■ Exercise: Only the lines holding the string "BoxMakeWriter" are needed; copy each of them from the data.

Saved data entries:
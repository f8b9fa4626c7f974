//! Grouped summary commands

use crate::commands::render;
use crate::db::sqlite::models::{Holding, HoldingOrder};
use crate::display;
use crate::error::Result;
use crate::scheduler::{RefreshOutcome, RefreshScheduler};
use crate::services::{AggregationService, Group, InventoryService, PortfolioTotals};
use crate::state::AppState;
use serde::Serialize;

#[derive(Debug, Serialize)]
pub struct DashboardView {
    pub holdings: Vec<Holding>,
    pub groups: Vec<Group>,
    pub totals: PortfolioTotals,
    /// Set when prices could not be refreshed
    #[serde(skip_serializing_if = "Option::is_none")]
    pub notice: Option<String>,
}

impl DashboardView {
    pub fn load(state: &AppState, notice: Option<String>) -> Result<Self> {
        let holdings = InventoryService::list(state, HoldingOrder::CategoryThenPurchaseDate)?;
        let groups = AggregationService::sorted_groups(&AggregationService::group_by_code(&holdings));
        let totals = AggregationService::portfolio_totals(&holdings);

        Ok(Self {
            holdings,
            groups,
            totals,
            notice,
        })
    }

    pub fn render_text(&self) -> String {
        let mut sections = Vec::with_capacity(4);
        if let Some(notice) = &self.notice {
            sections.push(notice.clone());
        }
        sections.push(display::render_holdings(&self.holdings));
        sections.push(display::render_groups(&self.groups));
        sections.push(display::render_totals(&self.totals));
        sections.join("\n\n")
    }
}

/// Group table from the database only
pub fn show_groups(state: &AppState, json: bool) -> Result<String> {
    let holdings = InventoryService::list(state, HoldingOrder::CategoryThenVariant)?;
    let groups = AggregationService::sorted_groups(&AggregationService::group_by_code(&holdings));

    let text = display::render_groups(&groups);
    render(json, &groups, text)
}

/// Refresh prices unless offline, then show holdings, groups and totals
pub async fn show_dashboard(state: &AppState, json: bool) -> Result<String> {
    let notice = if state.offline {
        None
    } else {
        match RefreshScheduler::from_state(state).trigger().await {
            RefreshOutcome::Failed(e) => Some(format!(
                "Prices could not be refreshed ({}); showing last known values.",
                e
            )),
            _ => None,
        }
    };

    let view = DashboardView::load(state, notice)?;
    let text = view.render_text();
    render(json, &view, text)
}
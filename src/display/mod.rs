//! Terminal rendering of holdings, groups, totals and quotes

pub mod format;
pub mod table;

use crate::catalog::Instrument;
use crate::db::sqlite::models::Holding;
use crate::feeds::types::{FeedCatalog, PriceSnapshot};
use crate::services::{Group, PortfolioTotals, RefreshReport};
use format::{format_money, format_optional_money, format_pct, format_quantity};
use table::{Align, Table};

/// Holdings table, one row per purchase
pub fn render_holdings(holdings: &[Holding]) -> String {
    if holdings.is_empty() {
        return "No holdings recorded yet. Use `add` to record one.".to_string();
    }

    let mut table = Table::new(&[
        ("ID", Align::Right),
        ("TYPE", Align::Left),
        ("VARIANT", Align::Left),
        ("CODE", Align::Left),
        ("QTY", Align::Right),
        ("UNIT", Align::Left),
        ("BOUGHT", Align::Left),
        ("BUY PRICE", Align::Right),
        ("COST", Align::Right),
        ("PRICE", Align::Right),
        ("VALUE", Align::Right),
        ("P/L", Align::Right),
        ("P/L %", Align::Right),
    ]);

    for h in holdings {
        let valued = h.current_price.is_some();
        table.add_row(vec![
            h.id.to_string(),
            h.category.to_string(),
            h.variant.clone(),
            h.code.clone(),
            format_quantity(h.quantity, h.unit),
            h.unit.to_string(),
            h.purchase_date.format("%d.%m.%Y").to_string(),
            format_money(h.purchase_price),
            format_money(h.total_purchase),
            format_optional_money(h.current_price),
            if valued { format_money(h.current_value) } else { "-".to_string() },
            if valued { format_money(h.profit_loss) } else { "-".to_string() },
            if valued { format_pct(h.profit_loss_pct) } else { "-".to_string() },
        ]);
    }

    table.render()
}

/// Group table, one row per instrument code
pub fn render_groups(groups: &[Group]) -> String {
    if groups.is_empty() {
        return "No groups to show.".to_string();
    }

    let mut table = Table::new(&[
        ("CODE", Align::Left),
        ("TYPE", Align::Left),
        ("VARIANT", Align::Left),
        ("COUNT", Align::Right),
        ("QTY", Align::Right),
        ("UNIT", Align::Left),
        ("AVG PRICE", Align::Right),
        ("COST", Align::Right),
        ("VALUE", Align::Right),
        ("P/L", Align::Right),
        ("P/L %", Align::Right),
        ("AVG P/L", Align::Right),
    ]);

    for g in groups {
        table.add_row(vec![
            g.code.clone(),
            g.category.to_string(),
            g.variant.clone(),
            g.holding_count.to_string(),
            format_quantity(g.total_quantity, g.unit),
            g.unit.to_string(),
            format_money(g.average_purchase_price),
            format_money(g.total_purchase),
            format_money(g.current_value),
            format_money(g.profit_loss),
            format_pct(g.profit_loss_pct),
            format_money(g.average_profit_loss),
        ]);
    }

    table.render()
}

/// Portfolio summary lines
pub fn render_totals(totals: &PortfolioTotals) -> String {
    [
        format!("Holdings:       {}", totals.holding_count),
        format!("Total cost:     {} TL", format_money(totals.total_purchase)),
        format!("Current value:  {} TL", format_money(totals.current_value)),
        format!(
            "Profit/loss:    {} TL ({})",
            format_money(totals.profit_loss),
            format_pct(totals.profit_loss_pct)
        ),
    ]
    .join("\n")
}

/// Every quote of a snapshot
pub fn render_quotes(snapshot: &PriceSnapshot) -> String {
    let mut table = Table::new(&[
        ("CATALOG", Align::Left),
        ("CODE", Align::Left),
        ("DESCRIPTION", Align::Left),
        ("BUY", Align::Right),
        ("SELL", Align::Right),
        ("UPDATED", Align::Left),
    ]);

    for (catalog, quote) in snapshot.all_quotes() {
        table.add_row(vec![
            match catalog {
                FeedCatalog::Metals => "metals".to_string(),
                FeedCatalog::Currencies => "currencies".to_string(),
            },
            quote.code.clone(),
            quote.description.clone(),
            format_money(quote.buy),
            format_money(quote.sell),
            quote.last_updated.clone().unwrap_or_default(),
        ]);
    }

    format!(
        "{}\n\n{} quotes from {} feed at {}",
        table.render(),
        snapshot.len(),
        snapshot.source,
        snapshot.fetched_at.format("%Y-%m-%d %H:%M:%S UTC")
    )
}

/// Supported instruments
pub fn render_catalog(instruments: &[Instrument]) -> String {
    let mut table = Table::new(&[
        ("CODE", Align::Left),
        ("TYPE", Align::Left),
        ("VARIANT", Align::Left),
        ("UNIT", Align::Left),
    ]);

    for i in instruments {
        table.add_row(vec![
            i.code.to_string(),
            i.category.to_string(),
            i.variant.to_string(),
            i.default_unit.to_string(),
        ]);
    }

    table.render()
}

/// One line describing a finished refresh
pub fn render_report(report: &RefreshReport) -> String {
    let mut line = format!(
        "Prices refreshed at {}: {} updated, {} skipped, {} failed",
        report.snapshot_time.format("%Y-%m-%d %H:%M:%S UTC"),
        report.updated,
        report.skipped,
        report.failed
    );
    if report.interrupted {
        line.push_str(" (interrupted)");
    }
    line
}
//! SQLite database models

use crate::catalog::{Category, Unit};
use chrono::NaiveDate;
use serde::{Deserialize, Serialize};

/// Holding model: one purchased position
#[derive(Debug, Clone, PartialEq, Serialize, Deserialize)]
pub struct Holding {
    pub id: i64,
    pub category: Category,
    pub variant: String,
    pub code: String,
    pub quantity: f64,
    pub unit: Unit,
    pub purchase_date: NaiveDate,
    /// Per-unit purchase price
    pub purchase_price: f64,
    pub total_purchase: f64,
    /// Per-unit current price; `None` until a price has been resolved
    pub current_price: Option<f64>,
    pub current_value: f64,
    pub profit_loss: f64,
    pub profit_loss_pct: f64,
    pub price_source: Option<String>,
    pub priced_at: Option<String>,
    pub note: Option<String>,
    pub created_at: String,
    pub updated_at: String,
}

impl Holding {
    /// The current-value facts of this holding
    pub fn valuation(&self) -> Valuation {
        Valuation {
            current_price: self.current_price,
            current_value: self.current_value,
            profit_loss: self.profit_loss,
            profit_loss_pct: self.profit_loss_pct,
            price_source: self.price_source.clone(),
            priced_at: self.priced_at.clone(),
        }
    }
}

/// Current-value fields written by a price refresh
#[derive(Debug, Clone, PartialEq, Serialize, Deserialize)]
pub struct Valuation {
    pub current_price: Option<f64>,
    pub current_value: f64,
    pub profit_loss: f64,
    pub profit_loss_pct: f64,
    pub price_source: Option<String>,
    pub priced_at: Option<String>,
}

/// Row ordering for holding listings
#[derive(Debug, Clone, Copy, PartialEq, Eq, Default)]
pub enum HoldingOrder {
    /// Listing order: category, then purchase date
    #[default]
    CategoryThenPurchaseDate,
    /// Grouping order: category, then variant
    CategoryThenVariant,
}
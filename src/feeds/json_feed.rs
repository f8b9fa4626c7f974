//! JSON REST price feed adapter
//!
//! Each catalog is a JSON array of records:
//! `{"Kod": "GA", "Aciklama": "...", "Alis": "2450.10", "Satis": "2460.30",
//!   "GuncellenmeZamani": "2024-05-10T14:30:00", ...}`

use crate::config::FeedConfig;
use crate::error::{AppError, Result};
use crate::feeds::http::FeedHttpClient;
use crate::feeds::types::{PriceQuote, PriceSnapshot};
use crate::feeds::PriceFeed;
use async_trait::async_trait;
use serde::{Deserialize, Deserializer};
use tracing::debug;

/// JSON feed implementation
pub struct JsonFeed {
    http: FeedHttpClient,
    metals_path: String,
    currencies_path: String,
}

impl JsonFeed {
    pub fn new(config: &FeedConfig) -> Result<Self> {
        Ok(Self {
            http: FeedHttpClient::new(config.base_url.clone(), config.timeout, "application/json")?,
            metals_path: config.metals_path.clone(),
            currencies_path: config.currencies_path.clone(),
        })
    }

    async fn fetch_catalog(&self, path: &str) -> Result<Vec<PriceQuote>> {
        let body = self.http.get_text(path).await?;
        let quotes = decode_quotes(&body)
            .map_err(|e| AppError::FeedParse(format!("{}: {}", path, e)))?;
        debug!("Fetched {} quotes from {}", quotes.len(), path);
        Ok(quotes)
    }
}

#[async_trait]
impl PriceFeed for JsonFeed {
    fn name(&self) -> &'static str {
        "json"
    }

    async fn fetch_snapshot(&self) -> Result<PriceSnapshot> {
        let metals = self.fetch_catalog(&self.metals_path).await?;
        let currencies = self.fetch_catalog(&self.currencies_path).await?;
        Ok(PriceSnapshot::new(self.name(), metals, currencies))
    }
}

/// One record of the REST payload; unknown fields are ignored
#[derive(Debug, Deserialize)]
struct RestPriceItem {
    #[serde(rename = "Kod")]
    code: String,
    #[serde(rename = "Aciklama", default)]
    description: Option<String>,
    #[serde(rename = "Alis", deserialize_with = "price_text")]
    buy: String,
    #[serde(rename = "Satis", deserialize_with = "price_text")]
    sell: String,
    #[serde(rename = "GuncellenmeZamani", default)]
    last_updated: Option<String>,
}

/// Prices arrive as strings, but tolerate bare numbers too
fn price_text<'de, D>(deserializer: D) -> std::result::Result<String, D::Error>
where
    D: Deserializer<'de>,
{
    #[derive(Deserialize)]
    #[serde(untagged)]
    enum TextOrNumber {
        Text(String),
        Number(serde_json::Number),
    }

    Ok(match TextOrNumber::deserialize(deserializer)? {
        TextOrNumber::Text(text) => text,
        TextOrNumber::Number(number) => number.to_string(),
    })
}

/// Decode one catalog payload
pub fn decode_quotes(body: &str) -> std::result::Result<Vec<PriceQuote>, serde_json::Error> {
    let items: Vec<RestPriceItem> = serde_json::from_str(body)?;

    Ok(items
        .into_iter()
        .map(|item| {
            PriceQuote::new(
                &item.code,
                item.description.as_deref().unwrap_or_default(),
                &item.buy,
                &item.sell,
                item.last_updated,
            )
        })
        .collect())
}

#[cfg(test)]
mod tests {
    use super::*;
    use crate::config::FeedFormat;
    use crate::feeds::test_support::serve;
    use axum::http::StatusCode;
    use std::time::Duration;
    use url::Url;

    const GOLD: &str = r#"[
        {"Id": 1, "Kod": "GA", "Aciklama": "Gram Altin", "Alis": "2450.1000", "Satis": "2460.3000",
         "GuncellenmeZamani": "2024-05-10T14:30:00", "Main": true, "DataGroup": 1, "Change": null},
        {"Id": 2, "Kod": "C", "Aciklama": null, "Alis": "4.012,50", "Satis": "4.100,00"}
    ]"#;

    const CURRENCY: &str = r#"[
        {"Kod": "USD", "Aciklama": "Dolar", "Alis": 32.41, "Satis": 32.55}
    ]"#;

    fn config(base_url: &str) -> FeedConfig {
        FeedConfig {
            format: FeedFormat::Json,
            base_url: Url::parse(base_url).unwrap(),
            metals_path: "Gold.json".to_string(),
            currencies_path: "Currency.json".to_string(),
            timeout: Duration::from_secs(5),
        }
    }

    #[test]
    fn test_decode_string_and_numeric_prices() {
        let quotes = decode_quotes(GOLD).unwrap();
        assert_eq!(quotes.len(), 2);
        assert_eq!(quotes[0].code, "GA");
        assert_eq!(quotes[0].buy, 2450.1);
        assert!(quotes[0].last_updated_utc.is_some());
        assert_eq!(quotes[1].buy, 4012.5);

        let quotes = decode_quotes(CURRENCY).unwrap();
        assert_eq!(quotes[0].sell, 32.55);
    }

    #[test]
    fn test_decode_rejects_malformed_payload() {
        assert!(decode_quotes("<html>maintenance</html>").is_err());
        assert!(decode_quotes(r#"[{"Aciklama": "no code"}]"#).is_err());
    }

    #[tokio::test]
    async fn test_fetch_snapshot_merges_catalogs() {
        let base = serve(vec![
            ("/Gold.json", StatusCode::OK, GOLD),
            ("/Currency.json", StatusCode::OK, CURRENCY),
        ])
        .await;

        let feed = JsonFeed::new(&config(&base)).unwrap();
        let snapshot = feed.fetch_snapshot().await.unwrap();

        assert_eq!(snapshot.source, "json");
        assert_eq!(snapshot.metals.len(), 2);
        assert_eq!(snapshot.currencies.len(), 1);
        assert_eq!(snapshot.resolve_price("usd").unwrap(), 32.41);
    }

    #[tokio::test]
    async fn test_failed_sub_fetch_fails_snapshot() {
        let base = serve(vec![
            ("/Gold.json", StatusCode::OK, GOLD),
            ("/Currency.json", StatusCode::SERVICE_UNAVAILABLE, "down"),
        ])
        .await;

        let feed = JsonFeed::new(&config(&base)).unwrap();
        let result = feed.fetch_snapshot().await;
        assert!(matches!(result, Err(AppError::FeedUnavailable(_))));
    }

    #[tokio::test]
    async fn test_malformed_payload_is_parse_error() {
        let base = serve(vec![
            ("/Gold.json", StatusCode::OK, "{not json"),
            ("/Currency.json", StatusCode::OK, CURRENCY),
        ])
        .await;

        let feed = JsonFeed::new(&config(&base)).unwrap();
        let result = feed.fetch_snapshot().await;
        assert!(matches!(result, Err(AppError::FeedParse(_))));
    }
}
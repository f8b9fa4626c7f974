//! Bullion Desk - Precious Metal and Currency Holdings Tracker
//!
//! Records purchases of gold and foreign currency, values them against a
//! live price feed and summarizes profit/loss per instrument.

pub mod catalog;
pub mod cli;
pub mod commands;
pub mod config;
pub mod db;
pub mod display;
pub mod error;
pub mod feeds;
pub mod scheduler;
pub mod services;
pub mod state;

use anyhow::Context;
use cli::{Cli, Command};
use config::AppConfig;
use error::ErrorResponse;
use state::AppState;
use std::fs::OpenOptions;
use std::path::Path;
use std::process::ExitCode;
use tracing_subscriber::fmt::writer::BoxMakeWriter;
use tracing_subscriber::{layer::SubscriberExt, util::SubscriberInitExt};

/// Initialize tracing/logging.
///
/// Output goes to the log file because stdout carries the tables.
fn init_logging(log_path: &Path) {
    let writer = log_path
        .parent()
        .map_or(Ok(()), std::fs::create_dir_all)
        .and_then(|_| OpenOptions::new().create(true).append(true).open(log_path));

    let (writer, fallback) = match writer {
        Ok(file) => (BoxMakeWriter::new(std::sync::Mutex::new(file)), None),
        Err(e) => (BoxMakeWriter::new(std::io::sink), Some(e)),
    };

    let _ = tracing_subscriber::registry()
        .with(
            tracing_subscriber::EnvFilter::try_from_default_env()
                .unwrap_or_else(|_| "bullion_desk=info,bullion_desk_lib=info".into()),
        )
        .with(
            tracing_subscriber::fmt::layer()
                .with_ansi(false)
                .with_writer(writer),
        )
        .try_init();

    if let Some(e) = fallback {
        eprintln!("Logging disabled: cannot open {}: {}", log_path.display(), e);
    }
}

/// Run one command to completion
async fn dispatch(state: &AppState, command: Command, json: bool) -> error::Result<()> {
    let output = match command {
        Command::List => commands::holdings::list_holdings(state, json)?,
        Command::Show => commands::groups::show_dashboard(state, json).await?,
        Command::Groups => commands::groups::show_groups(state, json)?,
        Command::Add(request) => commands::holdings::add_holding(state, request, json).await?,
        Command::Edit(request) => commands::holdings::edit_holding(state, request, json).await?,
        Command::Delete { id } => commands::holdings::delete_holding(state, id, json)?,
        Command::Refresh => commands::refresh::refresh_prices(state, json).await?,
        Command::Prices => commands::refresh::show_prices(state, json).await?,
        Command::Catalog => commands::catalog::show_catalog(json)?,
        Command::Watch => {
            let shutdown = async {
                if let Err(e) = tokio::signal::ctrl_c().await {
                    tracing::error!("Failed to listen for Ctrl-C: {}", e);
                    std::future::pending::<()>().await;
                }
            };
            commands::refresh::watch(state, json, shutdown, |frame| {
                println!("{}\n", frame);
            })
            .await?;
            return Ok(());
        }
    };

    println!("{}", output);
    Ok(())
}

/// Load configuration, open the store and run one parsed command line
pub async fn run(cli: Cli) -> anyhow::Result<ExitCode> {
    let config = AppConfig::load().context("Failed to load configuration")?;
    init_logging(&config.log_path);

    tracing::info!("Starting Bullion Desk...");

    catalog::validate().context("Instrument catalog is invalid")?;

    let state =
        AppState::new(config, cli.offline).context("Failed to open the holdings database")?;

    match dispatch(&state, cli.command, cli.json).await {
        Ok(()) => Ok(ExitCode::SUCCESS),
        Err(e) => {
            tracing::error!("Command failed: {}", e);
            if cli.json {
                println!("{}", serde_json::to_string_pretty(&ErrorResponse::from(&e))?);
            } else {
                eprintln!("Error: {}", e);
            }
            Ok(ExitCode::FAILURE)
        }
    }
}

■ Answer box:
use tracing_subscriber::fmt::writer::BoxMakeWriter;
        Ok(file) => (BoxMakeWriter::new(std::sync::Mutex::new(file)), None),
        Err(e) => (BoxMakeWriter::new(std::io::sink), Some(e)),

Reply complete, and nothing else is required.